Conference17th World Congress Of The European Association For Palliative Care (EAPC) 2021
Period6/10/218/10/21
Internet address

Abstract

Background
The guide to Deathbed Etiquette was created in 2019 by The Centre for the Art of Dying Well (@artofdyingwell) to support those at the bedside of a loved one who is dying. Updated guidance was developed in 2020 in response to the COVID-19 pandemic. During the COVID19 pandemic, many people (healthcare professionals and lay) have discussed the guide online; however, the nature of these discussions has not been examined.

Aims
To evaluate the online response to the Deathbed Etiquette guide.

Methods
We conducted a retrospective 2-year analysis of social media and newspaper comments, which referenced the Deathbed Etiquette guide. We conducted a sentiment analysis of three UK online newspaper comments about the guide. On Twitter, we analysed sentiment and frequency of tweets using the #deathbedetiquette hashtag; we also explored the relationship of this data with tweets from the @Artofdying Twitter account.

Results
104 Tweets included the #deathbedetiquette hashtag (with 272 retweets and 432 likes). Three peaks in tweet intensity corresponded with promotional activity from the @Artofdyingwell account.

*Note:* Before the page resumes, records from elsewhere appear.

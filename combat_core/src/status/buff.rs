//! Buff - timed stat bonuses, shields and invulnerability

use crate::stats::{StatAccumulator, StatKind, StatSource};
use serde::{Deserialize, Serialize};

#[derive(Debug, Clone, Copy, PartialEq, Eq, Hash, Serialize, Deserialize)]
#[serde(rename_all = "snake_case")]
pub enum BuffKind {
    Attack,
    Defense,
    Speed,
    ApAttack,
    ApDefense,
    CritRate,
    Evasion,
    /// `amount` is the remaining absorb pool
    Shield,
    Invulnerable,
}

impl BuffKind {
    /// The stat a buff of this kind modifies, if any
    pub fn stat(&self) -> Option<StatKind> {
        match self {
            BuffKind::Attack => Some(StatKind::Attack),
            BuffKind::Defense => Some(StatKind::Defense),
            BuffKind::Speed => Some(StatKind::Speed),
            BuffKind::ApAttack => Some(StatKind::ApAttack),
            BuffKind::ApDefense => Some(StatKind::ApDefense),
            BuffKind::CritRate => Some(StatKind::CritRate),
            BuffKind::Evasion => Some(StatKind::Evasion),
            BuffKind::Shield | BuffKind::Invulnerable => None,
        }
    }

    pub fn name(&self) -> &'static str {
        match self {
            BuffKind::Attack => "attack",
            BuffKind::Defense => "defense",
            BuffKind::Speed => "speed",
            BuffKind::ApAttack => "magic attack",
            BuffKind::ApDefense => "magic defense",
            BuffKind::CritRate => "crit rate",
            BuffKind::Evasion => "evasion",
            BuffKind::Shield => "shield",
            BuffKind::Invulnerable => "invulnerability",
        }
    }
}

/// A timed modifier on one combatant
#[derive(Debug, Clone, PartialEq)]
pub struct Buff {
    pub kind: BuffKind,
    /// Flat, signed amount (negative for most debuffs)
    pub amount: f64,
    /// Rounds remaining
    pub duration: u32,
    pub is_debuff: bool,
    /// Name of the skill that granted it; re-casting refreshes instead of stacking
    pub source: String,
}

impl Buff {
    pub fn new(kind: BuffKind, amount: f64, duration: u32, source: impl Into<String>) -> Self {
        Buff {
            kind,
            amount,
            duration,
            is_debuff: false,
            source: source.into(),
        }
    }

    pub fn debuff(kind: BuffKind, amount: f64, duration: u32, source: impl Into<String>) -> Self {
        Buff {
            is_debuff: true,
            ..Buff::new(kind, amount, duration, source)
        }
    }

    pub fn shield(amount: f64, duration: u32, source: impl Into<String>) -> Self {
        Buff::new(BuffKind::Shield, amount.max(0.0), duration, source)
    }

    /// Decrement the duration by one round
    /// Returns true if the buff is still active
    pub fn decay(&mut self) -> bool {
        self.duration = self.duration.saturating_sub(1);
        self.is_active()
    }

    pub fn is_active(&self) -> bool {
        if self.kind == BuffKind::Shield && self.amount <= 0.0 {
            return false;
        }
        self.duration > 0
    }

    pub fn describe(&self) -> String {
        match self.kind {
            BuffKind::Shield => format!("shield ({:.0})", self.amount),
            BuffKind::Invulnerable => "invulnerability".to_string(),
            kind => format!("{} {:+.0}", kind.name(), self.amount),
        }
    }
}

impl StatSource for Buff {
    fn apply(&self, stats: &mut StatAccumulator) {
        if let Some(stat) = self.kind.stat() {
            stats.add_flat(stat, self.amount);
        } else if self.kind == BuffKind::Invulnerable {
            stats.invulnerable = true;
        }
    }
}

#[cfg(test)]
mod tests {
    use super::*;
    use crate::stats::StatBlock;

    #[test]
    fn test_buff_applies_flat() {
        let buff = Buff::new(BuffKind::Attack, 15.0, 2, "War Cry");
        let mut acc = StatAccumulator::from_block(&StatBlock::default());
        buff.apply(&mut acc);
        assert!((acc.finish().attack() - 25.0).abs() < f64::EPSILON);
    }

    #[test]
    fn test_negative_debuff() {
        let debuff = Buff::debuff(BuffKind::Defense, -30.0, 2, "Sunder");
        let mut acc = StatAccumulator::from_block(&StatBlock::default());
        debuff.apply(&mut acc);
        // clamps instead of going negative
        assert_eq!(acc.finish().defense(), 0.0);
    }

    #[test]
    fn test_depleted_shield_inactive() {
        let mut shield = Buff::shield(20.0, 3, "Barrier");
        assert!(shield.is_active());
        shield.amount = 0.0;
        assert!(!shield.is_active());
    }

    #[test]
    fn test_invulnerable_sets_flag() {
        let buff = Buff::new(BuffKind::Invulnerable, 0.0, 1, "Divine Shield");
        let mut acc = StatAccumulator::from_block(&StatBlock::default());
        buff.apply(&mut acc);
        assert!(acc.finish().invulnerable);
    }
}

These dates were July 2019 (Deathbed etiquette launch), August 2019 (Attention from Catholic Church and media) and April 2020 (relaunch of COVID19 guide). Sentiment on Twitter was positive with no negative tweets. The newspaper sentiment analysis demonstrated how the public voiced both supportive and negative comments about the guide. For example, some people did not like the term etiquette or the directive structure of the guide. They also disliked what they considered to be the depressing subject matter.

Conclusion
Online discussion about the Deathbed Etiquette was varied. Our data demonstrates the potential to use social media and online comments to gain understanding about palliative care interventions. Future work can examine the content of these discussions in greater depth and include other social networks, newspapers and digital formats.